I wish he would ship them, I'm stationed in WA


----------



## paullee (Feb 3, 2008)

I'm on this...My Brother lives in the Bay Area...


----------



## murTTer (Jun 27, 2009)

paullee said:


> I'm on this...My Brother lives in the Bay Area...


:thumbup: sweet... I hope someone gets them, such a ridiculous deal!


----------



## Arnolds64 (Nov 13, 2009)

*Good Buy.*

That's where I found my car! TT 225 58k 2002 - 11500.00 Great Shape!! We use craiglist all the time. Buy sell. You wonder when it will change and you will have to start paying or the Government will step in an start putting a new OBama Tax on it or something.


----------



## Arnolds64 (Nov 13, 2009)

*So the Porsche Rims work?*

It make sense the Boxter wheels would work. Those would be awesome.


----------



## TTC2k5 (May 23, 2008)

paullee said:


> I'm on this...My Brother lives in the Bay Area...


Great price, but 5 x 130 to 5 x 100 adaptors are somewhat expensive. good luck, paul.

cheers.

bob


----------



## seth_3515 (Dec 26, 2008)

paullee said:


> I'm on this...My Brother lives in the Bay Area...


Damn man, I hope you can snag those! If I didnt have to drive halfway across the country, I would try as well!


----------



## paullee (Feb 3, 2008)

TTC2k5 said:


> Great price, but 5 x 130 to 5 x 100 adaptors are somewhat expensive. good luck, paul.
> 
> cheers.
> 
> bob


There's a company in Sparks, NV that sells custom-made spacers/adapters, 4 for $140. May have to give them a call if I score on these. Of course, I would have to powdercoat them PINK. Just Kidding!! Black of course.


----------



## TTC2k5 (May 23, 2008)

$140..that's a pretty decent price for 4. Do it!! 

edit:

Paul, one other question...how far out will the rear 18x10s stick after you have the adaptors? have you given that some thought or does it matter to you?

bob


----------



## paullee (Feb 3, 2008)

TTC2k5 said:


> $140..that's a pretty decent price for 4. Do it!!
> 
> edit:
> 
> ...


I have to reach out for Trixx, who's running the same wheel in the rear of his and it seems to tuck in nicely. Ran the numbers through the TT offset calculator with the stated offsets (50 fronts and 65 rears) and it actually is telling me I need to go with spacers in order to make it flush.


----------



## Neb (Jan 25, 2005)

18x10 rear et 65.. a 40-45mm adapter should do the trick.


----------



## murTTer (Jun 27, 2009)

TTC2k5 said:


> 5 x 130 to 5 x 100 adaptors are somewhat expensive.
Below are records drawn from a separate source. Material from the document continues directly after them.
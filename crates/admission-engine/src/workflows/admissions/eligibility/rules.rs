use super::super::domain::SubjectGrades;
use super::{Grade, Shortfall};

/// `None` when the student satisfies the requirement for `subject`.
pub(crate) fn check_subject(
    subjects: &SubjectGrades,
    subject: &str,
    minimum: Grade,
) -> Option<Shortfall> {
    match subjects.get(subject) {
        None => Some(Shortfall::MissingSubject {
            subject: subject.to_string(),
            required: minimum,
        }),
        Some(actual) if actual.meets(minimum) => None,
        Some(actual) => Some(Shortfall::BelowMinimum {
            subject: subject.to_string(),
            required: minimum,
            actual: *actual,
        }),
    }
}
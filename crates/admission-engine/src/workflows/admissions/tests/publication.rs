use super::common::*;
use crate::workflows::admissions::domain::{ApplicationStatus, Decision};
use crate::workflows::admissions::service::{AdmissionError, Missing};

#[test]
fn publish_exposes_decided_applications_only() {
    let h = harness();
    let admitted = h.apply_on_day("ada", "nf-maths", 0);
    let rejected = h.apply_on_day("grace", "nf-maths", 0);
    let pending = h.apply_on_day("alan", "nf-maths", 1);
    h.decide("northfield", admitted.id, Decision::Admit);
    h.decide("northfield", rejected.id, Decision::Reject);

    let summary = h
        .service
        .publish(&iid("northfield"), &cid("nf-maths"))
        .expect("publish succeeds");

    assert_eq!(summary.newly_published, vec![admitted.id, rejected.id]);
    assert!(!summary.previously_published);
    assert!(h.stored(admitted.id).admission_published);
    assert!(h.stored(rejected.id).admission_published);

    let untouched = h.stored(pending.id);
    assert_eq!(untouched.status, ApplicationStatus::Pending);
    assert!(!untouched.admission_published);
}

#[test]
fn publishing_twice_changes_nothing() {
    let h = harness();
    let application = h.apply_on_day("ada", "nf-maths", 0);
    h.decide("northfield", application.id, Decision::Waitlist);
    h.publish("northfield", "nf-maths");
    let before = h.stored(application.id);

    let summary = h
        .service
        .publish(&iid("northfield"), &cid("nf-maths"))
        .expect("second publish succeeds");

    assert!(summary.is_noop());
    assert_eq!(h.stored(application.id), before);
    let published_events = h
        .event_names()
        .into_iter()
        .filter(|name| *name == "decisions_published")
        .count();
    assert_eq!(published_events, 1);
}

#[test]
fn decisions_made_after_publication_wait_for_next_publish() {
    let h = harness();
    let early = h.apply_on_day("ada", "nf-maths", 0);
    let late = h.apply_on_day("grace", "nf-maths", 0);
    h.decide("northfield", early.id, Decision::Admit);
    h.publish("northfield", "nf-maths");

    h.decide("northfield", late.id, Decision::Admit);
    assert!(!h.stored(late.id).admission_published);

    let summary = h
        .service
        .publish(&iid("northfield"), &cid("nf-maths"))
        .expect("republish succeeds");
    assert!(summary.previously_published);
    assert_eq!(summary.newly_published, vec![late.id]);
    assert!(h.stored(late.id).admission_published);
}

#[test]
fn unpublished_decisions_read_as_pending_to_students() {
    let h = harness();
    let application = h.apply_on_day("ada", "nf-maths", 0);
    h.decide("northfield", application.id, Decision::Admit);

    let hidden = h.stored(application.id).student_view();
    assert_eq!(hidden.status, "pending");
    assert!(!hidden.can_accept);

    h.publish("northfield", "nf-maths");
    let visible = h.stored(application.id).student_view();
    assert_eq!(visible.status, "admitted");
    assert!(visible.can_accept);
}

#[test]
fn publish_requires_owning_institution() {
    let h = harness();

    assert!(matches!(
        h.service.publish(&iid("southbank"), &cid("nf-maths")),
        Err(AdmissionError::NotOwner(_))
    ));
    assert!(matches!(
        h.service.publish(&iid("northfield"), &cid("nf-chemistry")),
        Err(AdmissionError::NotFound(Missing::Course(_)))
    ));
}

#[test]
fn publishing_an_empty_course_marks_it_published() {
    let h = harness();

    let summary = h
        .service
        .publish(&iid("northfield"), &cid("nf-history"))
        .expect("publish succeeds");

    assert!(summary.newly_published.is_empty());
    assert!(!summary.previously_published);
    let view = h
        .service
        .course_applications(&iid("northfield"), &cid("nf-history"))
        .expect("course listing");
    assert!(view.is_empty());
    assert!(h
        .service
        .publish(&iid("northfield"), &cid("nf-history"))
        .expect("second publish")
        .is_noop());
}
Small price to pay if you ask me, especially considering the fact that Ive seen these wheels go for upwards of $900.


----------



## paullee (Feb 3, 2008)

Neb said:


> 18x10 rear et 65.. a 40-45mm adapter should do the trick.


Hey Ben: Do you know what sized tires Trixx is running in the rears with those 10's and spacers?


----------



## TTC2k5 (May 23, 2008)

@ murTTer:

certainly if you like them, it's worth the additional cost.

The prices of those vary greatly, but usually not near a low as the CL find. Here locally, there are 3 sets advertised by local PCA members. They've been advertised for a while so I don't know if they are still available, but they were listed as:

17in Boxster twists (8.5s and 9.0s) with tires: $1000
18in 996 twists (8s and 11s) with worn tires: $1000
18in 996 twists (8s and 11s) without tires: $400

Plus a set of 19in Lobsterclaws (8s and 11s) for $1600. Never been a fan of those.

cheers.


----------



## paullee (Feb 3, 2008)

My bro closed the deal on this for me this evening.

Thanks for the pointer MurTTer! Now I just have to break it to the wife...

Question for those familiar with fitting Twists to the TT:

According to the handy-dandy TT offset calculator, I'm told that I need about a 40mm spacer/adapter for the front (7.5" ET 50) and a 30mm for the rear (10.0" ET 65).

Does this sound right? Any wisdom here would be awesome before I throw down on some custom adapters from Adaptec Speedware.:thumbup:


----------



## TTC2k5 (May 23, 2008)

Congrats Paul...win the Cali Lotto? 


"Bob: Did you just come into some inheritance $$ or may be won the TX Lottery or something? That is quite a list of mods you are working on for the TT!! New steering wheel, new shifter, now new wheels..." 

Sound ^^^^familar? 

cheers my friend.


----------



## murTTer (Jun 27, 2009)

paullee said:


> My bro closed the deal on this for me this evening.
> 
> Thanks for the pointer MurTTer! Now I just have to break it to the wife...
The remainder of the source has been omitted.